The Surprising Facts About Thanksgiving Energy Use

The surprising facts about thanksgiving energy use

With all the cooking and baking that happens on Turkey Day – not to mention the football watching – you would expect Thanksgiving energy use to be higher than normal and might go looking for tips to help you use less energy on Thanksgiving.

In fact, the opposite is true.

Across America, energy usage actually drops on Thanksgiving, by as much as 5-10% compared to the November average.

A few years ago, Oracle Utilities analyzed 146,000 homes in the Northwest United States to compare their Thanksgiving energy use to energy use on typical days in November. What they found surprised them.

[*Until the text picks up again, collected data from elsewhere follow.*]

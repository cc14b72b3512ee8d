use thiserror::Error;

/// This is the core error type for the evaluator. It uses `thiserror` to
/// provide readable error messages.
///
/// Neither error is fatal: callers decide whether to re-prompt, skip the
/// evaluation, or treat the entity as having no hand.
#[derive(Error, Debug, Clone, PartialEq, Eq, Hash)]
pub enum PokerError {
    #[error("Invalid card identifier {0:?}, expected <rank><suit> like \"As\"")]
    InvalidCardFormat(String),
    #[error("At least {required} cards are needed, only {found} supplied")]
    InsufficientCards { required: usize, found: usize },
}
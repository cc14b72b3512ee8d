#![no_main]
use libfuzzer_sys::fuzz_target;
use rs_poker_eval::core::{Card, CardIter, best_of, classify};

fuzz_target!(|cards: Vec<Card>| {
    // Keep the combination count small enough for the fuzzer.
    if cards.len() > 12 {
        return;
    }
    match best_of(&cards) {
        Ok(best) => {
            let max = CardIter::<5>::new(&cards)
                .map(|five| classify(&five))
                .max()
                .unwrap();
            assert_eq!(max, best);
        }
        Err(_) => assert!(cards.len() < 5),
    }
});
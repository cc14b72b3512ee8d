use std::fmt;
use std::ops::Deref;

use super::{Card, PokerError};

/// An ordered pool of cards available to one player.
///
/// Unlike a deck a pool does not check for duplicates: keeping the cards
/// unique is up to whoever deals them.
#[derive(Debug, Clone, Default, PartialEq, Eq, Hash)]
#[cfg_attr(feature = "serde", derive(serde::Serialize, serde::Deserialize))]
#[cfg_attr(feature = "serde", serde(transparent))]
pub struct CardPool {
    cards: Vec<Card>,
}

impl CardPool {
    /// Create a new empty pool
    ///
    /// ```
    /// use rs_poker_eval::core::CardPool;
    ///
    /// let pool = CardPool::new();
    /// assert!(pool.is_empty());
    /// ```
    pub fn new() -> Self {
        Self { cards: Vec::new() }
    }

    pub fn new_with_cards(cards: Vec<Card>) -> Self {
        Self { cards }
    }

    /// Parse every identifier in order, failing on the first malformed one.
    ///
    /// ```
    /// use rs_poker_eval::core::CardPool;
    ///
    /// let pool = CardPool::from_identifiers(&["As", "Kd", "As"]).unwrap();
    /// assert_eq!(3, pool.len());
    /// assert!(CardPool::from_identifiers(&["As", "Kx"]).is_err());
    /// ```
    pub fn from_identifiers<S: AsRef<str>>(identifiers: &[S]) -> Result<Self, PokerError> {
        let cards = identifiers
            .iter()
            .map(|id| Card::parse(id.as_ref()))
            .collect::<Result<Vec<_>, _>>()?;
        Ok(Self { cards })
    }

    /// Parse a string of concatenated identifiers such as `AsKdTh`.
    /// Whitespace and commas between cards are skipped.
    ///
    /// ```
    /// use rs_poker_eval::core::CardPool;
    ///
    /// let pool = CardPool::new_from_str("As Kd, Th2c").unwrap();
    /// assert_eq!("As Kd Th 2c", pool.to_string());
    /// ```
    pub fn new_from_str(pool_string: &str) -> Result<Self, PokerError> {
        let chars: Vec<char> = pool_string
            .chars()
            .filter(|c| !c.is_ascii_whitespace() && *c != ',')
            .collect();

        let cards = chars
            .chunks(2)
            .map(|pair| Card::parse(&pair.iter().collect::<String>()))
            .collect::<Result<Vec<_>, _>>()?;
        Ok(Self { cards })
    }

    /// Add a card to the end of the pool.
    pub fn push(&mut self, c: Card) {
        self.cards.push(c);
    }

    /// Take back the most recently added card.
    pub fn pop(&mut self) -> Option<Card> {
        self.cards.pop()
    }

    pub fn len(&self) -> usize {
        self.cards.len()
    }

    pub fn is_empty(&self) -> bool {
        self.cards.is_empty()
    }

    pub fn iter(&self) -> std::slice::Iter<'_, Card> {
        self.cards.iter()
    }
}

impl Deref for CardPool {
    type Target = [Card];

    fn deref(&self) -> &[Card] {
        &self.cards
    }
}

impl AsRef<[Card]> for CardPool {
    fn as_ref(&self) -> &[Card] {
        &self.cards
    }
}

impl From<Vec<Card>> for CardPool {
    fn from(cards: Vec<Card>) -> Self {
        Self { cards }
    }
}

impl FromIterator<Card> for CardPool {
    fn from_iter<T: IntoIterator<Item = Card>>(iter: T) -> Self {
        Self {
            cards: iter.into_iter().collect(),
        }
    }
}

impl Extend<Card> for CardPool {
    fn extend<T: IntoIterator<Item = Card>>(&mut self, iter: T) {
        self.cards.extend(iter);
    }
}

impl IntoIterator for CardPool {
    type Item = Card;
    type IntoIter = std::vec::IntoIter<Card>;

    fn into_iter(self) -> Self::IntoIter {
        self.cards.into_iter()
    }
}

impl<'a> IntoIterator for &'a CardPool {
    type Item = &'a Card;
    type IntoIter = std::slice::Iter<'a, Card>;

    fn into_iter(self) -> Self::IntoIter {
        self.cards.iter()
    }
}

impl fmt::Display for CardPool {
    fn fmt(&self, f: &mut fmt::Formatter<'_>) -> fmt::Result {
        for (i, card) in self.cards.iter().enumerate() {
            if i > 0 {
                f.write_str(" ")?;
            }
            write!(f, "{card}")?;
        }
        Ok(())
    }
}
//! This is the core module. It holds everything needed to go from card
//! identifiers to the best five card hand of a pool.

/// Number of cards in a poker hand.
pub const HAND_SIZE: usize = 5;

/// card.rs has value and suit.
mod card;
/// Re-export Card, Value, and Suit
pub use self::card::{Card, Suit, Value};

/// Error type shared by the whole crate.
mod error;
pub use self::error::PokerError;

/// We want to be able to iterate over five card hands.
mod card_iter;
/// Make that functionality public.
pub use self::card_iter::{CardIter, combinations, n_choose_k};

/// Ordered pools of cards.
mod pool;
pub use self::pool::CardPool;

/// Deck is the normal 52 card deck.
mod deck;
/// Export `Deck`
pub use self::deck::Deck;

/// 5 Card hand ranking code.
mod rank;
/// Export the categories, results and comparison.
pub use self::rank::{EvaluatedHand, HandCategory, classify, compare};

/// Best hand out of any number of cards.
mod best_hand;
pub use self::best_hand::{Rankable, best_of};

On a day devoted to cooking, TV watching, and staying indoors to escape cold weather, Americans are actually more energy efficient than they are on a normal weekend day. (Weekend days are a better comparison since people aren’t working on Thanksgiving.)

 

The Thanksgiving Energy Use Conundrum

So, what’s the deal? Why would energy consumption be lower on a holiday when people have their ovens running for hours at a time?

Thanksgiving isn’t just about turkey, stuffing, and football. It’s about bringing people together. Families travel across town, across the state, or even across state lines to gather in one place for the holiday. The houses they leave behind go completely dark for the day. More people in fewer places means less houses running their HVAC and electricity systems at full steam.

Oracle coins the term “turkey-pooling” to describe this phenomenon. Like carpooling saves gas, turkey-pooling saves energy by concentrating people into a fewer households. While the houses at the hub of the gatherings may use more energy, the “turkey-pooling” effect brings down the average.

Thanksgiving Energy Use Savings by the Numbers

While Oracle’s data focused on one region, if you scale those findings across the country, the cumulative energy savings are pretty impressive.

  • The energy saved on Thanksgiving is the caloric equivalent of 26 million roasted turkeys. That’s nearly 50% of the estimated 46 million turkeys Americans consume every Thanksgiving.
  • Thanksgiving gives the country an early Black Friday discount on its daily residential bill—enough to pay for 6.3 million Thanksgiving dinners.
  • When you combine electricity and natural gas energy savings, the average American home uses approximately 3.5 fewer kwh of energy on Thanksgiving (for context, the average household uses 30 kwh of energy per day).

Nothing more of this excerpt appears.